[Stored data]
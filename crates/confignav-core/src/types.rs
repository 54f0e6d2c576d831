use serde::{Deserialize, Serialize};
use std::fmt;

// ---------------------------------------------------------------------------
// RouteTag
// ---------------------------------------------------------------------------

/// Action keyword selecting a page under `/configs/{id}`.
///
/// The set is closed; anything else is an unmatched tag and never navigates.
#[derive(Debug, Clone, Copy, PartialEq, Eq, Hash, Serialize, Deserialize)]
#[serde(rename_all = "snake_case")]
pub enum RouteTag {
    #[serde(rename = "")]
    Root,
    Rally,
    FullDump,
    Log,
    Destroy,
    Delete,
    Redeploy,
    Clean,
    RunExperiment,
    AdminOpenrc,
    Test,
}

impl RouteTag {
    pub fn all() -> &'static [RouteTag] {
        &[
            RouteTag::Root,
            RouteTag::Rally,
            RouteTag::FullDump,
            RouteTag::Log,
            RouteTag::Destroy,
            RouteTag::Delete,
            RouteTag::Redeploy,
            RouteTag::Clean,
            RouteTag::RunExperiment,
            RouteTag::AdminOpenrc,
            RouteTag::Test,
        ]
    }

    pub fn as_str(self) -> &'static str {
        match self {
            RouteTag::Root => "",
            RouteTag::Rally => "rally",
            RouteTag::FullDump => "full_dump",
            RouteTag::Log => "log",
            RouteTag::Destroy => "destroy",
            RouteTag::Delete => "delete",
            RouteTag::Redeploy => "redeploy",
            RouteTag::Clean => "clean",
            RouteTag::RunExperiment => "run_experiment",
            RouteTag::AdminOpenrc => "admin_openrc",
            RouteTag::Test => "test",
        }
    }

    /// Path segment appended after `/configs/{id}`.
    ///
    /// `Root` and `Log` both land on the config page itself.
    pub fn suffix(self) -> Option<&'static str> {
        match self {
            RouteTag::Root | RouteTag::Log => None,
            RouteTag::Rally => Some("rally_report"),
            tag => Some(tag.as_str()),
        }
    }

    /// Exact, case-sensitive match on the wire spelling.
    pub fn parse(s: &str) -> Option<RouteTag> {
        RouteTag::all().iter().copied().find(|t| t.as_str() == s)
    }
}

impl fmt::Display for RouteTag {
    fn fmt(&self, f: &mut fmt::Formatter<'_>) -> fmt::Result {
        f.write_str(self.as_str())
    }
}

impl std::str::FromStr for RouteTag {
    type Err = crate::error::NavError;

    fn from_str(s: &str) -> Result<Self, Self::Err> {
        RouteTag::parse(s).ok_or_else(|| crate::error::NavError::UnknownTag(s.to_string()))
    }
}

// ---------------------------------------------------------------------------
// ConfigId
// ---------------------------------------------------------------------------

/// Opaque configuration identifier. Interpolated into URLs verbatim.
#[derive(Debug, Clone, PartialEq, Eq, Hash, Serialize, Deserialize)]
#[serde(transparent)]
pub struct ConfigId(String);

impl ConfigId {
    pub fn as_str(&self) -> &str {
        &self.0
    }
}

impl fmt::Display for ConfigId {
    fn fmt(&self, f: &mut fmt::Formatter<'_>) -> fmt::Result {
        f.write_str(&self.0)
    }
}

impl From<&str> for ConfigId {
    fn from(s: &str) -> Self {
        Self(s.to_string())
    }
}

impl From<String> for ConfigId {
    fn from(s: String) -> Self {
        Self(s)
    }
}

macro_rules! config_id_from_int {
    ($($t:ty),*) => {
        $(
            impl From<$t> for ConfigId {
                fn from(n: $t) -> Self {
                    Self(n.to_string())
                }
            }
        )*
    };
}

config_id_from_int!(i8, i16, i32, i64, i128, isize, u8, u16, u32, u64, u128, usize);

#[cfg(test)]
mod tests {
    use super::*;

    #[test]
    fn parse_is_exact() {
        assert_eq!(RouteTag::parse("rally"), Some(RouteTag::Rally));
        assert_eq!(RouteTag::parse(""), Some(RouteTag::Root));
        assert_eq!(RouteTag::parse("Rally"), None);
        assert_eq!(RouteTag::parse(" rally"), None);
        assert_eq!(RouteTag::parse("rally_report"), None);
    }

    #[test]
    fn from_str_reports_unknown_tag() {
        let err = "bogus".parse::<RouteTag>().unwrap_err();
        assert!(matches!(err, crate::NavError::UnknownTag(ref t) if t == "bogus"));
    }

    #[test]
    fn every_tag_round_trips_through_its_spelling() {
        for tag in RouteTag::all() {
            assert_eq!(RouteTag::parse(tag.as_str()), Some(*tag));
        }
    }

    #[test]
    fn suffix_matches_tag_except_rally_and_base() {
        assert_eq!(RouteTag::Root.suffix(), None);
        assert_eq!(RouteTag::Log.suffix(), None);
        assert_eq!(RouteTag::Rally.suffix(), Some("rally_report"));
        assert_eq!(RouteTag::FullDump.suffix(), Some("full_dump"));
        assert_eq!(RouteTag::AdminOpenrc.suffix(), Some("admin_openrc"));
    }

    #[test]
    fn serde_uses_wire_spelling() {
        let json = serde_json::to_string(&RouteTag::RunExperiment).unwrap();
        assert_eq!(json, "\"run_experiment\"");
        let root: RouteTag = serde_json::from_str("\"\"").unwrap();
        assert_eq!(root, RouteTag::Root);
    }

    #[test]
    fn config_id_is_verbatim() {
        assert_eq!(ConfigId::from(42).to_string(), "42");
        assert_eq!(ConfigId::from(-1i64).to_string(), "-1");
        assert_eq!(ConfigId::from("a b/c").as_str(), "a b/c");
        let json = serde_json::to_string(&ConfigId::from("abc")).unwrap();
        assert_eq!(json, "\"abc\"");
    }
}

## WHAT TO WORK ON
Which lines of the records above contain the word "derive"? Copy each of them.

## SOLUTION TO THE PROBLEM
#[derive(Debug, Clone, Copy, PartialEq, Eq, Hash, Serialize, Deserialize)]
#[derive(Debug, Clone, PartialEq, Eq, Hash, Serialize, Deserialize)]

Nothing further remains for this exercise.